### Task brief
For the entries below, say how many lines include the word "PreferNew" and add nothing else.

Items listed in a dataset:
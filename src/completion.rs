//! Shell completion and man page generation using clap_complete / clap_mangen.

use anyhow::{Context, Result};
use clap::{Command, CommandFactory};
use clap_complete::{Shell as CompletionShell, generate, generate_to};
use std::{fs, io};

use crate::cli::{AppContext, Cli, CompletionsArgs, ManArgs, Shell};

const BIN_NAME: &str = "shelf";

impl From<Shell> for CompletionShell
{
    fn from(shell: Shell) -> Self
    {
        match shell
        {
            Shell::Bash => CompletionShell::Bash,
            Shell::Zsh => CompletionShell::Zsh,
            Shell::Fish => CompletionShell::Fish,
            Shell::PowerShell => CompletionShell::PowerShell,
            Shell::Elvish => CompletionShell::Elvish,
        }
    }
}

pub fn run(
    args: CompletionsArgs,
    ctx: &AppContext,
) -> Result<()>
{
    let mut cmd: Command = Cli::command();
    let shell: CompletionShell = args
        .shell
        .into();

    if args.stdout
    {
        generate(shell, &mut cmd, BIN_NAME, &mut io::stdout());
        return Ok(());
    }

    let dir = args
        .out_dir
        .ok_or_else(|| anyhow::anyhow!("--out-dir is required unless --stdout is set"))?;

    fs::create_dir_all(&dir).context("create --out-dir")?;
    let path = generate_to(shell, &mut cmd, BIN_NAME, &dir).context("generate completion file")?;

    if !ctx.quiet
    {
        eprintln!("Wrote completion to {}", path.display());
    }
    Ok(())
}

pub fn man(
    args: ManArgs,
    ctx: &AppContext,
) -> Result<()>
{
    let page = clap_mangen::Man::new(Cli::command());
    let mut buf = Vec::new();
    page.render(&mut buf)
        .context("render man page")?;

    match args.out_dir
    {
        None =>
        {
            use std::io::Write;
            io::stdout()
                .write_all(&buf)
                .context("write man page")?;
        }
        Some(dir) =>
        {
            fs::create_dir_all(&dir).context("create --out-dir")?;
            let path = dir.join(format!("{BIN_NAME}.1"));
            fs::write(&path, buf).with_context(|| format!("write {}", path.display()))?;
            if !ctx.quiet
            {
                eprintln!("Wrote man page to {}", path.display());
            }
        }
    }
    Ok(())
}
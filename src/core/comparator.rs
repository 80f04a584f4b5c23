//! Interactive binary insertion over tier-mates.
//!
//! A [`ComparatorSession`] is a plain value: every answer consumes it and
//! yields the next [`Step`]. Nothing is written until the caller commits the
//! final [`Resolution`], so dropping a session at any point is a no-op.
//!
//! Skip policy: "too tough to decide" resolves to `floor((low + high) / 2)` of
//! the current window, the midpoint of the remaining uncertainty. It is
//! deterministic; identical answer prefixes always skip to the same index.

use std::collections::VecDeque;
use std::io::{BufRead, Write};
use std::str::FromStr;

use tracing::{debug, trace, warn};

use crate::core::error::RankError;
use crate::core::model::{BookRef, RankedEntry};

/// A single pairwise judgment
#[derive(Debug, Clone, Copy, PartialEq, Eq)]
pub enum Answer
{
    /// The new book is better than the one shown
    PreferNew,
    /// The existing book is better
    PreferExisting,
    /// Stop comparing and take the midpoint of what is left
    Skip,
}

impl FromStr for Answer
{
    type Err = RankError;

    fn from_str(s: &str) -> Result<Self, Self::Err>
    {
        match s
            .trim()
            .to_ascii_lowercase()
            .as_str()
        {
            "n" | "new" | "1" => Ok(Answer::PreferNew),
            "e" | "existing" | "old" | "2" => Ok(Answer::PreferExisting),
            "s" | "skip" => Ok(Answer::Skip),
            other => Err(RankError::validation(format!("unrecognized answer '{other}'"))),
        }
    }
}

/// Final intra-tier index chosen by a session (or supplied by import)
#[derive(Debug, Clone, Copy, PartialEq, Eq)]
pub struct Resolution
{
    /// 0-based index among tier-mates, best first
    pub index: usize,
    /// Judgments actually answered
    pub comparisons: usize,
    pub skipped: bool,
}

impl Resolution
{
    /// Index known up front; no comparisons were made
    pub fn direct(index: usize) -> Self
    {
        Self { index, comparisons: 0, skipped: false }
    }
}

/// Binary-search window `[low, high)` over a snapshot of tier-mates
#[derive(Debug, Clone)]
pub struct ComparatorSession
{
    low: usize,
    high: usize,
    mates: Vec<RankedEntry>,
    comparisons: usize,
}

/// Outcome of a transition
#[derive(Debug, Clone)]
pub enum Step
{
    Compare(ComparatorSession),
    Resolved(Resolution),
}

impl ComparatorSession
{
    /// Open a session over `mates` (ordered best to worst).
    /// With no tier-mates the index is 0 immediately.
    pub fn start(mates: Vec<RankedEntry>) -> Step
    {
        let high = mates.len();
        Self { low: 0, high, mates, comparisons: 0 }.settle()
    }

    fn settle(self) -> Step
    {
        if self.low >= self.high
        {
            Step::Resolved(Resolution {
                index: self.low,
                comparisons: self.comparisons,
                skipped: false,
            })
        }
        else
        {
            Step::Compare(self)
        }
    }

    fn mid(&self) -> usize
    {
        (self.low + self.high) / 2
    }

    /// Tier-mate the new book is weighed against next
    pub fn opponent(&self) -> &RankedEntry
    {
        &self.mates[self.mid()]
    }

    pub fn window(&self) -> (usize, usize)
    {
        (self.low, self.high)
    }

    pub fn comparisons(&self) -> usize
    {
        self.comparisons
    }

    /// Upper bound on the judgments still needed
    pub fn remaining(&self) -> usize
    {
        max_comparisons(self.high - self.low)
    }

    /// Apply one judgment
    pub fn answer(
        self,
        answer: Answer,
    ) -> Step
    {
        let mid = self.mid();
        trace!(low = self.low, high = self.high, mid, ?answer, "comparator step");
        match answer
        {
            Answer::PreferNew => Self { high: mid, comparisons: self.comparisons + 1, ..self }.settle(),
            Answer::PreferExisting =>
            {
                Self { low: mid + 1, comparisons: self.comparisons + 1, ..self }.settle()
            }
            Answer::Skip => Step::Resolved(Resolution {
                index: mid,
                comparisons: self.comparisons,
                skipped: true,
            }),
        }
    }
}

/// `ceil(log2(m + 1))`: worst-case judgments for `m` tier-mates
pub fn max_comparisons(m: usize) -> usize
{
    (usize::BITS - m.leading_zeros()) as usize
}

/// Source of live pairwise judgments
pub trait Judge
{
    /// Return the preferred side, or `SessionAborted` to cancel
    fn judge(
        &mut self,
        candidate: &BookRef,
        existing: &RankedEntry,
    ) -> Result<Answer, RankError>;
}

/// Run a session to completion against a judge
pub fn drive<J: Judge + ?Sized>(
    mut step: Step,
    candidate: &BookRef,
    judge: &mut J,
) -> Result<Resolution, RankError>
{
    loop
    {
        match step
        {
            Step::Resolved(resolution) => return Ok(resolution),
            Step::Compare(session) =>
            {
                let (low, high) = session.window();
                debug!(low, high, remaining = session.remaining(), "awaiting judgment");
                let answer = judge.judge(candidate, session.opponent())?;
                step = session.answer(answer);
            }
        }
    }
}

/// Pre-recorded answers; running out aborts the session
#[derive(Debug, Clone, Default)]
pub struct ScriptedJudge
{
    answers: VecDeque<Answer>,
}

impl ScriptedJudge
{
    pub fn new(answers: impl IntoIterator<Item = Answer>) -> Self
    {
        Self { answers: answers.into_iter().collect() }
    }

    /// Parse `"n,e,s"` (commas or whitespace). Rejects malformed tokens.
    pub fn parse(script: &str) -> Result<Self, RankError>
    {
        let answers = script
            .split(|c: char| c == ',' || c.is_whitespace())
            .filter(|t| !t.is_empty())
            .map(Answer::from_str)
            .collect::<Result<Vec<_>, _>>()?;
        Ok(Self::new(answers))
    }

    pub fn remaining(&self) -> usize
    {
        self.answers.len()
    }
}

impl Judge for ScriptedJudge
{
    fn judge(
        &mut self,
        _candidate: &BookRef,
        _existing: &RankedEntry,
    ) -> Result<Answer, RankError>
    {
        self.answers
            .pop_front()
            .ok_or(RankError::SessionAborted)
    }
}

/// Line-oriented prompt; `q` or end of input aborts
pub struct TerminalJudge<R, W>
{
    input: R,
    output: W,
}

impl<R: BufRead, W: Write> TerminalJudge<R, W>
{
    pub fn new(
        input: R,
        output: W,
    ) -> Self
    {
        Self { input, output }
    }

    fn ask(
        &mut self,
        candidate: &BookRef,
        existing: &RankedEntry,
    ) -> std::io::Result<Option<String>>
    {
        writeln!(self.output, "Which did you enjoy more?")?;
        writeln!(self.output, "  [1] {} by {} (new)", candidate.title, candidate.author)?;
        writeln!(
            self.output,
            "  [2] {} by {} (#{})",
            existing
                .book
                .title,
            existing
                .book
                .author,
            existing.rank_position
        )?;
        write!(self.output, "  [s] too tough to decide  [q] quit\n> ")?;
        self.output
            .flush()?;

        let mut line = String::new();
        if self
            .input
            .read_line(&mut line)?
            == 0
        {
            return Ok(None);
        }
        Ok(Some(line))
    }
}

impl<R: BufRead, W: Write> Judge for TerminalJudge<R, W>
{
    fn judge(
        &mut self,
        candidate: &BookRef,
        existing: &RankedEntry,
    ) -> Result<Answer, RankError>
    {
        loop
        {
            let line = self
                .ask(candidate, existing)
                .map_err(|e| {
                    warn!(error = %e, "terminal unreadable, aborting session");
                    RankError::SessionAborted
                })?;
            let Some(line) = line
            else
            {
                return Err(RankError::SessionAborted);
            };
            let token = line.trim();
            if token.eq_ignore_ascii_case("q") || token.eq_ignore_ascii_case("quit")
            {
                return Err(RankError::SessionAborted);
            }
            match token.parse::<Answer>()
            {
                Ok(answer) => return Ok(answer),
                // Malformed input never advances the session
                Err(e) =>
                {
                    let _ = writeln!(self.output, "  {e}");
                }
            }
        }
    }
}

#[cfg(test)]
mod tests
{
    use super::*;
    use crate::core::model::Scope;
    use crate::core::tier::{Category, Tier};

    fn mates(n: usize) -> Vec<RankedEntry>
    {
        let scope = Scope::new("ada", Category::Fiction);
        (0..n)
            .map(|i| {
                let mut e = RankedEntry::draft(
                    &scope,
                    BookRef::new(format!("k{i}"), format!("Book {i}"), "Anon"),
                    Tier::Liked,
                );
                e.rank_position = i as u32 + 1;
                e
            })
            .collect()
    }

    fn resolve(
        n: usize,
        answers: &[Answer],
    ) -> Resolution
    {
        let candidate = BookRef::new("new", "New", "Anon");
        let mut judge = ScriptedJudge::new(answers.iter().copied());
        drive(ComparatorSession::start(mates(n)), &candidate, &mut judge).unwrap()
    }

    #[test]
    fn empty_tier_resolves_without_questions()
    {
        let r = resolve(0, &[]);
        assert_eq!(r, Resolution { index: 0, comparisons: 0, skipped: false });
    }

    #[test]
    fn always_preferring_new_lands_at_top()
    {
        let r = resolve(7, &[Answer::PreferNew; 3]);
        assert_eq!(r.index, 0);
        assert_eq!(r.comparisons, 3);
    }

    #[test]
    fn always_preferring_existing_lands_at_bottom()
    {
        let r = resolve(5, &[Answer::PreferExisting; 3]);
        assert_eq!(r.index, 5);
        assert!(r.comparisons <= max_comparisons(5));
    }

    #[test]
    fn skip_takes_current_midpoint()
    {
        // [0,6) -> existing at 3 -> [4,6) -> skip picks 5
        let r = resolve(6, &[Answer::PreferExisting, Answer::Skip]);
        assert_eq!(r, Resolution { index: 5, comparisons: 1, skipped: true });

        // skipping immediately picks the middle of the whole tier
        let r = resolve(6, &[Answer::Skip]);
        assert_eq!(r.index, 3);
    }

    #[test]
    fn max_comparisons_matches_ceil_log2()
    {
        let expect = |m: usize| ((m + 1) as f64).log2().ceil() as usize;
        for m in 0..200
        {
            assert_eq!(max_comparisons(m), expect(m), "m={m}");
        }
    }

    #[test]
    fn scripted_judge_rejects_malformed_tokens()
    {
        assert!(ScriptedJudge::parse("n, e,s").is_ok());
        assert!(matches!(ScriptedJudge::parse("n,maybe"), Err(RankError::Validation(_))));
    }

    #[test]
    fn running_out_of_script_aborts()
    {
        let candidate = BookRef::new("new", "New", "Anon");
        let mut judge = ScriptedJudge::new([Answer::PreferNew]);
        let err = drive(ComparatorSession::start(mates(4)), &candidate, &mut judge).unwrap_err();
        assert_eq!(err, RankError::SessionAborted);
    }

    #[test]
    fn window_narrows_and_remaining_shrinks()
    {
        let Step::Compare(session) = ComparatorSession::start(mates(7))
        else
        {
            panic!("seven tier-mates need a comparison");
        };
        assert_eq!(session.window(), (0, 7));
        assert_eq!(session.remaining(), 3);
        assert_eq!(session.opponent().book.key, "k3");

        let Step::Compare(session) = session.answer(Answer::PreferExisting)
        else
        {
            panic!("window [4,7) is still open");
        };
        assert_eq!(session.window(), (4, 7));
        assert_eq!(session.remaining(), 2);
        assert_eq!(session.comparisons(), 1);
    }

    struct Broken;

    impl std::io::Read for Broken
    {
        fn read(
            &mut self,
            _buf: &mut [u8],
        ) -> std::io::Result<usize>
        {
            Err(std::io::Error::other("terminal gone"))
        }
    }

    #[test]
    fn unreadable_terminal_aborts_instead_of_rejecting_input()
    {
        let candidate = BookRef::new("new", "New", "Anon");
        let mut judge = TerminalJudge::new(std::io::BufReader::new(Broken), Vec::new());
        let err = drive(ComparatorSession::start(mates(2)), &candidate, &mut judge).unwrap_err();
        assert_eq!(err, RankError::SessionAborted);
    }

    #[test]
    fn terminal_judge_reprompts_on_garbage_then_quits()
    {
        let input = std::io::Cursor::new("what\n2\nq\n");
        let mut out = Vec::new();
        let candidate = BookRef::new("new", "New", "Anon");
        let err = {
            let mut judge = TerminalJudge::new(input, &mut out);
            drive(ComparatorSession::start(mates(3)), &candidate, &mut judge).unwrap_err()
        };
        assert_eq!(err, RankError::SessionAborted);
        let shown = String::from_utf8(out).unwrap();
        assert!(shown.contains("unrecognized answer 'what'"));
        assert_eq!(shown.matches("Which did you enjoy more?").count(), 3);
    }
}
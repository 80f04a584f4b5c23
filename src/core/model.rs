//! Ranked entry data model shared by the engine and the store.

use std::fmt;

use chrono::{DateTime, NaiveDate, Utc};
use rand::Rng;
use serde::{Deserialize, Serialize};

use crate::core::tier::{Category, Tier};

/// Ranking partition key: one ordered list per (user, category)
#[derive(Debug, Clone, PartialEq, Eq, Hash, PartialOrd, Ord, Serialize, Deserialize)]
pub struct Scope
{
    pub user: String,
    pub category: Category,
}

impl Scope
{
    pub fn new(
        user: impl Into<String>,
        category: Category,
    ) -> Self
    {
        Self { user: user.into(), category }
    }
}

impl fmt::Display for Scope
{
    fn fmt(
        &self,
        f: &mut fmt::Formatter<'_>,
    ) -> fmt::Result
    {
        write!(f, "{}/{}", self.user, self.category)
    }
}

/// Book reference handed over by catalog lookup
#[derive(Debug, Clone, PartialEq, Eq, Serialize, Deserialize)]
pub struct BookRef
{
    /// Catalog key; unique per (user, category)
    pub key: String,
    pub title: String,
    pub author: String,
    #[serde(default, skip_serializing_if = "Option::is_none")]
    pub cover: Option<String>,
}

impl BookRef
{
    pub fn new(
        key: impl Into<String>,
        title: impl Into<String>,
        author: impl Into<String>,
    ) -> Self
    {
        Self { key: key.into(), title: title.into(), author: author.into(), cover: None }
    }
}

/// One persisted row of a user's ranking
#[derive(Debug, Clone, PartialEq, Serialize, Deserialize)]
pub struct RankedEntry
{
    pub id: String,
    pub user: String,
    pub category: Category,
    pub tier: Tier,
    /// 1-based absolute position, contiguous across tiers
    pub rank_position: u32,
    pub score: f64,
    pub book: BookRef,
    #[serde(default, skip_serializing_if = "Option::is_none")]
    pub note: Option<String>,
    #[serde(default, skip_serializing_if = "Option::is_none")]
    pub finished_on: Option<NaiveDate>,
    pub created_at: DateTime<Utc>,
    pub updated_at: DateTime<Utc>,
}

impl RankedEntry
{
    /// Fresh, unplaced entry; rank and score are assigned on commit
    pub fn draft(
        scope: &Scope,
        book: BookRef,
        tier: Tier,
    ) -> Self
    {
        let now = Utc::now();
        Self {
            id: generate_entry_id(),
            user: scope
                .user
                .clone(),
            category: scope.category,
            tier,
            rank_position: 0,
            score: tier
                .band()
                .midpoint(),
            book,
            note: None,
            finished_on: None,
            created_at: now,
            updated_at: now,
        }
    }

    pub fn scope(&self) -> Scope
    {
        Scope::new(self.user.clone(), self.category)
    }
}

/// Generate a sortable, filesystem-safe entry ID.
pub fn generate_entry_id() -> String
{
    let ts = Utc::now()
        .format("%Y%m%d")
        .to_string();
    let alphabet = b"0123456789abcdefghijklmnopqrstuvwxyz";
    let mut rng = rand::rng();
    let suffix: String = (0..8)
        .map(|_| {
            let idx = rng.random_range(0..alphabet.len());
            alphabet[idx] as char
        })
        .collect();
    format!("{ts}-{suffix}")
}

#[cfg(test)]
mod tests
{
    use super::*;

    #[test]
    fn entry_ids_are_unique_and_dated()
    {
        let a = generate_entry_id();
        let b = generate_entry_id();
        assert_ne!(a, b);
        assert_eq!(a.len(), 17);
        assert!(a[..8].chars().all(|c| c.is_ascii_digit()));
    }

    #[test]
    fn draft_starts_unplaced_inside_its_band()
    {
        let scope = Scope::new("ada", Category::Fiction);
        let e = RankedEntry::draft(&scope, BookRef::new("OL1W", "Dune", "Herbert"), Tier::Fine);
        assert_eq!(e.rank_position, 0);
        assert!(Tier::Fine.band().contains(e.score));
        assert_eq!(e.scope(), scope);
    }
}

### Response area
5